In other words, we subtract the logarithm of the denominator from the logarithm of the numerator. Remember, this rule is applicable for any positive numbers \( a \) and \( b \). In our original problem, applying the quotient rule was the first step:

• The logarithm of \( \frac{x^2}{y^3 z^4} \) becomes \( \ln(x^2) - \ln(y^3 z^4) \)

By breaking it down this way, it sets the stage for using other logarithmic rules to further simplify or expand the expression.
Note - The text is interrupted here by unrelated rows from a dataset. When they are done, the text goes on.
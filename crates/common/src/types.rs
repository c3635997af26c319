use std::str::FromStr;

use serde::{Deserialize, Serialize};
use uuid::Uuid;

/// Identifier of one order placement attempt.
///
/// Every saga owns exactly one log stream keyed by this ID, and every
/// downstream idempotency key is derived from it. Callers may supply their
/// own (a UUID) or let the system generate one.
#[derive(Debug, Clone, Copy, PartialEq, Eq, PartialOrd, Ord, Hash, Serialize, Deserialize)]
#[serde(transparent)]
pub struct SagaId(Uuid);

impl SagaId {
    /// Generates a new random saga ID.
    pub fn new() -> Self {
        Self(Uuid::new_v4())
    }

    /// Wraps an existing UUID.
    pub fn from_uuid(uuid: Uuid) -> Self {
        Self(uuid)
    }

    /// Returns the underlying UUID.
    pub fn as_uuid(&self) -> Uuid {
        self.0
    }
}

impl Default for SagaId {
    fn default() -> Self {
        Self::new()
    }
}

impl std::fmt::Display for SagaId {
    fn fmt(&self, f: &mut std::fmt::Formatter<'_>) -> std::fmt::Result {
        write!(f, "{}", self.0)
    }
}

/// Returned when a string is not a valid saga ID.
#[derive(Debug, Clone, PartialEq, Eq)]
pub struct ParseSagaIdError(String);

impl std::fmt::Display for ParseSagaIdError {
    fn fmt(&self, f: &mut std::fmt::Formatter<'_>) -> std::fmt::Result {
        write!(f, "invalid saga id: {}", self.0)
    }
}

impl std::error::Error for ParseSagaIdError {}

impl FromStr for SagaId {
    type Err = ParseSagaIdError;

    fn from_str(s: &str) -> Result<Self, Self::Err> {
        Uuid::parse_str(s)
            .map(Self)
            .map_err(|e| ParseSagaIdError(e.to_string()))
    }
}

impl From<Uuid> for SagaId {
    fn from(uuid: Uuid) -> Self {
        Self(uuid)
    }
}

impl From<SagaId> for Uuid {
    fn from(id: SagaId) -> Self {
        id.0
    }
}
The product rule for logarithms states that the logarithm of a product equals the sum of the logarithms of the factors. This property is useful for expanding expressions involving multiplication. It allows you to see each component separately within a logarithm. Consider an expression like \( \ln(ab) \). According to the product rule:

• \( \ln(ab) = \ln a + \ln b \)

This suggests that when you encounter multiplication within a logarithm, you can handle each factor independently. In our exercise, we applied the product rule to the term \( \ln(y^3 z^4) \):

• \( \ln(y^3 z^4) \) expands to \( \ln(y^3) + \ln(z^4) \)

This deconstruction makes it easier to apply other rules, like the power rule, to further simplify the expression. It's important to ensure that each fator inside the logarithm remains positive for the rule to hold.
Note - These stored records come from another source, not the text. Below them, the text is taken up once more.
//! Order placement endpoints backed by the saga runner.

use std::sync::Arc;

use axum::Json;
use axum::extract::rejection::JsonRejection;
use axum::extract::{Path, State};
use axum::http::StatusCode;
use chrono::{DateTime, Utc};
use common::SagaId;
use domain::OrderRequest;
use event_store::EventStore;
use rust_decimal::Decimal;
use saga::{
    CompensationFailure, CompensationStatus, FailureKind, FundsService, MatchingService,
    OrderStatus, SagaRecord, SagaState, Step,
};
use serde::{Deserialize, Serialize};

use crate::AppState;
use crate::error::ApiError;

// -- Request types --

/// Body of `POST /orders`: the order fields plus an optional saga ID
/// chosen by the caller.
#[derive(Deserialize)]
pub struct PlaceOrderBody {
    #[serde(default)]
    pub saga_id: Option<SagaId>,
    #[serde(flatten)]
    pub order: OrderRequest,
}

// -- Response types --

#[derive(Serialize)]
pub struct AcceptedResponse {
    pub saga_id: SagaId,
    pub status: &'static str,
}

#[derive(Serialize)]
pub struct SagaStatusResponse {
    pub saga_id: SagaId,
    pub state: SagaState,
    pub user_id: Option<String>,
    pub side: Option<String>,
    #[serde(with = "rust_decimal::serde::str_option")]
    pub odds: Option<Decimal>,
    #[serde(with = "rust_decimal::serde::str_option")]
    pub stake: Option<Decimal>,
    /// Profit if the order wins, excluding the returned stake.
    #[serde(with = "rust_decimal::serde::str_option")]
    pub potential_winnings: Option<Decimal>,
    #[serde(with = "rust_decimal::serde::str_option")]
    pub reserved_amount: Option<Decimal>,
    pub reservation_id: Option<String>,
    pub order_id: Option<String>,
    pub match_id: Option<String>,
    pub order_status: Option<OrderStatus>,
    pub failed_step: Option<Step>,
    pub failure_reason: Option<String>,
    pub failure_kind: Option<FailureKind>,
    pub compensation_status: CompensationStatus,
    pub compensated_steps: Vec<Step>,
    pub compensation_failures: Vec<CompensationFailure>,
    pub requires_attention: bool,
    pub created_at: Option<DateTime<Utc>>,
    pub updated_at: Option<DateTime<Utc>>,
    pub settled_at: Option<DateTime<Utc>>,
}

impl SagaStatusResponse {
    fn from_record(saga_id: SagaId, record: &SagaRecord) -> Self {
        let request = record.request();
        Self {
            saga_id,
            state: record.state(),
            user_id: request.map(|r| r.user_id.clone()),
            side: request.map(|r| r.side.clone()),
            odds: request.map(|r| r.odds),
            stake: request.map(|r| r.stake),
            potential_winnings: request.and_then(|r| r.potential_winnings().ok()),
            reserved_amount: record.reserved_amount(),
            reservation_id: record.reservation_id().map(String::from),
            order_id: record.order_id().map(String::from),
            match_id: record.match_id().map(String::from),
            order_status: record.order_status(),
            failed_step: record.failed_step(),
            failure_reason: record.failure_reason().map(String::from),
            failure_kind: record.failure_kind(),
            compensation_status: record.compensation(),
            compensated_steps: record.compensated_steps().to_vec(),
            compensation_failures: record.compensation_failures().to_vec(),
            requires_attention: record.requires_attention(),
            created_at: record.created_at(),
            updated_at: record.updated_at(),
            settled_at: record.settled_at(),
        }
    }
}

/// Response type for one entry of the saga log.
#[derive(Serialize)]
pub struct EventEnvelopeResponse {
    pub event_id: String,
    pub event_type: String,
    pub saga_id: String,
    pub version: i64,
    pub timestamp: String,
    pub payload: serde_json::Value,
}

// -- Handlers --

/// POST /orders: log a new saga and queue it. Validation happens inside
/// the saga; a rejected order shows up as `FAILED` on the status endpoint.
#[tracing::instrument(skip_all)]
pub async fn place<S, F, M>(
    State(state): State<Arc<AppState<S, F, M>>>,
    body: Result<Json<PlaceOrderBody>, JsonRejection>,
) -> Result<(StatusCode, Json<AcceptedResponse>), ApiError>
where
    S: EventStore + 'static,
    F: FundsService + 'static,
    M: MatchingService + 'static,
{
    let Json(body) = body?;
    let saga_id = state.runner.submit(body.order, body.saga_id).await?;
    tracing::info!(%saga_id, "order accepted");

    Ok((
        StatusCode::ACCEPTED,
        Json(AcceptedResponse {
            saga_id,
            status: "PROCESSING",
        }),
    ))
}

/// GET /orders/{id}: current state of a saga.
#[tracing::instrument(skip(state))]
pub async fn status<S, F, M>(
    State(state): State<Arc<AppState<S, F, M>>>,
    Path(id): Path<String>,
) -> Result<Json<SagaStatusResponse>, ApiError>
where
    S: EventStore + 'static,
    F: FundsService + 'static,
    M: MatchingService + 'static,
{
    let saga_id = parse_saga_id(&id)?;
    let record = state
        .runner
        .coordinator()
        .get_saga(saga_id)
        .await?
        .ok_or_else(|| ApiError::NotFound(format!("Saga {id} not found")))?;

    Ok(Json(SagaStatusResponse::from_record(saga_id, &record)))
}

/// GET /orders/{id}/events: the saga's log, oldest first.
#[tracing::instrument(skip(state))]
pub async fn events<S, F, M>(
    State(state): State<Arc<AppState<S, F, M>>>,
    Path(id): Path<String>,
) -> Result<Json<Vec<EventEnvelopeResponse>>, ApiError>
where
    S: EventStore + 'static,
    F: FundsService + 'static,
    M: MatchingService + 'static,
{
    let saga_id = parse_saga_id(&id)?;
    let envelopes = state.runner.coordinator().saga_events(saga_id).await?;
    if envelopes.is_empty() {
        return Err(ApiError::NotFound(format!("Saga {id} not found")));
    }

    let responses: Vec<EventEnvelopeResponse> = envelopes
        .into_iter()
        .map(|e| EventEnvelopeResponse {
            event_id: e.event_id.to_string(),
            event_type: e.event_type,
            saga_id: e.stream_id.to_string(),
            version: e.version.as_i64(),
            timestamp: e.timestamp.to_rfc3339(),
            payload: e.payload,
        })
        .collect();

    Ok(Json(responses))
}

/// POST /orders/{id}/cancel: ask a running saga to stop at its next step.
#[tracing::instrument(skip(state))]
pub async fn cancel<S, F, M>(
    State(state): State<Arc<AppState<S, F, M>>>,
    Path(id): Path<String>,
) -> Result<(StatusCode, Json<AcceptedResponse>), ApiError>
where
    S: EventStore + 'static,
    F: FundsService + 'static,
    M: MatchingService + 'static,
{
    let saga_id = parse_saga_id(&id)?;
    let record = state
        .runner
        .coordinator()
        .get_saga(saga_id)
        .await?
        .ok_or_else(|| ApiError::NotFound(format!("Saga {id} not found")))?;

    if record.state().is_terminal() {
        return Err(ApiError::Conflict(format!(
            "Saga {id} already finished as {}",
            record.state()
        )));
    }
    if !state.runner.cancel(saga_id).await {
        return Err(ApiError::Conflict(format!(
            "Saga {id} is not running on this node"
        )));
    }
    tracing::info!(%saga_id, "cancellation requested");

    Ok((
        StatusCode::ACCEPTED,
        Json(AcceptedResponse {
            saga_id,
            status: "CANCELLING",
        }),
    ))
}

fn parse_saga_id(id: &str) -> Result<SagaId, ApiError> {
    id.parse()
        .map_err(|e| ApiError::BadRequest(format!("Invalid saga ID: {e}")))
}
The power rule for logarithms allows you to simplify expressions where a logarithm has an exponent inside of it. It states that the logarithm of a number raised to a power is the exponent times the logarithm of the number. For instance, if you have \( \ln(a^b) \), the power rule provides:

• \( \ln(a^b) = b \ln a \)

This property is handy when dealing with exponential logarithmic terms because it brings the exponent down to the front, making the expression easier to compute and understand. In the given exercise, we applied the power rule to fully expand the logarithmic terms:

• \( \ln(x^2) = 2 \ln x \)
• \( \ln(y^3) = 3 \ln y \)
• \( \ln(z^4) = 4 \ln z \)

This transformation is crucial in simplifying the original expression. It reduces the complexity by linearizing the exponential components inside each logarithm. By understanding and applying the power rule, students can confidently expand and manipulate logarithmic expressions with powers.